This impressionistic journey began by thinking of those beautiful images and sweet summer memories with my Gramma. This fabric has three color gradations; a mauvey pinky (berries) color on the bottom, then a periwinkle purple (mountains), blue and soft gray/blue/green (sometimes rainy skies!) on the top.

Here is a detail of the ‘feather’ motif I added with a free motion couching foot.  (The Bernina #43).  I loved this yarn, and it was a fun thing to do… and a bit unexpected!   The other embellishment I enjoy using is foil.  This happens to be silver leaf, the flimsy stuff, usually for wood crafts, and the like.   

How I love couching free motion style!  Such creative freedom it brings me.  To add more definition and presence to the silver leafing, I couched a deep purple yarn, which had a bit of golden flecks in it, and I loved the contrast and dimension it brings to this piece…. reminding me of those lovely, tall shining mountains, with rays of sun reflecting on the sparkling lakes and the cool breezes in the evenings.  (Not to mention the color of the berries!)  In the picture below, bobbin play detail.  See
Blog entires on December 15:  Bobbin Quilting and December 23: More Hints if you’d like to know more.
Hint:  I used white thread on my top so the silver bobbin thread would be dazzling…

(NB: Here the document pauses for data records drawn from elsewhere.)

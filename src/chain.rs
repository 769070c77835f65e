//! The rule chain
//!
//! [`StringRules`] captures one subject value and applies rules in call
//! order, accumulating their violations. It is a builder value: every rule
//! method consumes the chain and returns the updated one, so a schema
//! closure reads as a single fluent expression.

use std::borrow::Cow;

use regex::Regex;

use crate::foundation::{Rule, Subject, Violation, Violations};
use crate::rules::{
    Alphanumeric, Email, Matches, MaxLength, MinLength, Predicate, Required,
};

// ============================================================================
// STRING RULES
// ============================================================================

/// An ordered rule chain over a single string subject.
///
/// The subject is captured at construction and never mutated; `None` models
/// a field absent from the input record. Each rule method checks the subject
/// immediately and appends at most one [`Violation`]; rules are independent
/// appends, so chain order determines violation order and repeated rules
/// repeat their violations.
///
/// Absent subjects fail [`required`](Self::required) and silently skip every
/// value rule; a chain never panics on a missing field.
///
/// # Examples
///
/// ```rust,ignore
/// use fieldcheck::prelude::*;
///
/// let rules = string("us").required().min(3).max(30).alphanum();
/// assert!(!rules.is_valid());
/// assert_eq!(rules.violations().len(), 1); // only the min rule fails
/// ```
#[derive(Debug, Clone)]
pub struct StringRules {
    value: Option<String>,
    violations: Violations,
}

impl StringRules {
    /// Captures a subject and starts an empty chain.
    ///
    /// Accepts the common string shapes (`&str`, `String`, `Option<&str>`,
    /// `Option<String>`, `&Option<String>`) via [`Subject`].
    pub fn new(subject: impl Subject) -> Self {
        Self {
            value: subject.into_subject(),
            violations: Violations::new(),
        }
    }

    /// Starts a chain over an absent subject.
    #[must_use]
    pub fn absent() -> Self {
        Self {
            value: None,
            violations: Violations::new(),
        }
    }

    /// Returns the captured subject, if present.
    #[must_use]
    pub fn value(&self) -> Option<&str> {
        self.value.as_deref()
    }

    /// Applies any value rule to the subject.
    ///
    /// This is the extension seam: rules created with [`rule!`](crate::rule!)
    /// or hand-implemented [`Rule`]s plug into a chain here. Skipped when the
    /// subject is absent.
    #[must_use]
    pub fn apply(mut self, rule: impl Rule<Input = str>) -> Self {
        if let Some(value) = &self.value {
            if let Err(violation) = rule.check(value) {
                self.violations.push(violation);
            }
        }
        self
    }

    /// Requires a present, non-blank subject.
    ///
    /// The one rule that runs even when the subject is absent.
    #[must_use]
    pub fn required(mut self) -> Self {
        if let Err(violation) = Required.check(&self.value) {
            self.violations.push(violation);
        }
        self
    }

    /// Requires at least `length` characters.
    #[must_use]
    pub fn min(self, length: usize) -> Self {
        self.apply(MinLength::new(length))
    }

    /// Requires at most `length` characters.
    #[must_use]
    pub fn max(self, length: usize) -> Self {
        self.apply(MaxLength::new(length))
    }

    /// Requires the subject to match `pattern` ("Invalid format." on failure).
    #[must_use]
    pub fn pattern(self, pattern: &Regex) -> Self {
        self.apply(Matches::from_regex(pattern))
    }

    /// Requires the subject to match `pattern`, with a custom message.
    #[must_use]
    pub fn pattern_with(self, pattern: &Regex, message: impl Into<Cow<'static, str>>) -> Self {
        self.apply(Matches::from_regex(pattern).with_message(message))
    }

    /// Requires one or more ASCII letters or digits.
    #[must_use]
    pub fn alphanum(self) -> Self {
        self.apply(Alphanumeric)
    }

    /// Requires an email-shaped subject.
    #[must_use]
    pub fn email(self) -> Self {
        self.apply(Email::new())
    }

    /// Applies a caller-supplied check ("Validation failed." on failure).
    ///
    /// The closure returns `Ok(())` to pass or `Err(correction)` to fail
    /// with a suggested correction.
    #[must_use]
    pub fn custom<F>(self, check: F) -> Self
    where
        F: Fn(&str) -> Result<(), String>,
    {
        self.apply(Predicate::new(check))
    }

    /// Applies a caller-supplied check with a custom message.
    #[must_use]
    pub fn custom_with<F>(self, message: impl Into<Cow<'static, str>>, check: F) -> Self
    where
        F: Fn(&str) -> Result<(), String>,
    {
        self.apply(Predicate::new(check).with_message(message))
    }

    /// Returns true iff no rule has failed.
    #[must_use]
    pub fn is_valid(&self) -> bool {
        self.violations.is_empty()
    }

    /// Returns the violations in rule invocation order.
    #[must_use]
    pub fn violations(&self) -> &[Violation] {
        self.violations.as_slice()
    }

    /// Consumes the chain and returns its violation sequence.
    #[must_use]
    pub fn into_violations(self) -> Violations {
        self.violations
    }
}

/// Starts a rule chain over `subject`.
///
/// The schema-closure counterpart of [`StringRules::new`]:
///
/// ```rust,ignore
/// Schema::new().field("username", |v| string(v).required().min(3))
/// ```
pub fn string(subject: impl Subject) -> StringRules {
    StringRules::new(subject)
}

// ============================================================================
// TESTS
// ============================================================================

My favorite silver thread was just calling to me!  And I decided to let it meander… just like the Flathead River through the steep mountain gorges… and of course, (below) there has to be just a glitzy touch of angelina fibers… it just reminds me of the sun and water, and fresh air!

In the pic below you will see a zig zag stitch; this is traditional couching over a fiber or cording, or something thick that cannot be sewn through the eye of the needle.
The picture shows where I’ve couched on wool roving.  The beading you see here was done by machine, without a foot… yes you can do it that way!  The exception however, is the triangle silver bead in this picture.. it was done free motion, but I did have a foot attached; the #29 (Bernina) clear free motion foot, which I turn to constantly!  I just set it for a zig zag… and carefully… ensure your stitch width accommodates the width of the bead hole to the edge of the bead by using your hand wheel first!  Then, at a slow speed, stitch your zig zag 3-4 times to secure the bead.
Questions? Please let me know and I would enjoy answering them! I love to demo this fun technique in the free motion classes I teach. I will be posting instructions specific to this technique in the New Year!

Beading by MACHINE… “look mom, no hands!”  Well…. not quite!  There is no foot, but I can bead faster this way than I can by hand, actually.  It takes practice of course!  Sooner than you might think, you can add a great many beads in a small space of time. It’s a big plus to know your machine, and have good knowledge of threads and needles.
HINT:  I always use polyester (Isacord brand) for strength, and size 2mm beads with holes that will accommodate a 90/14 needle, which in my opinion, has to be a microtex needle for sharpness.  An advanced technique, it also requires a great deal of caution and focus as you certainly don’t want to put the needle through your finger, (No, I haven’t done it with this technique!).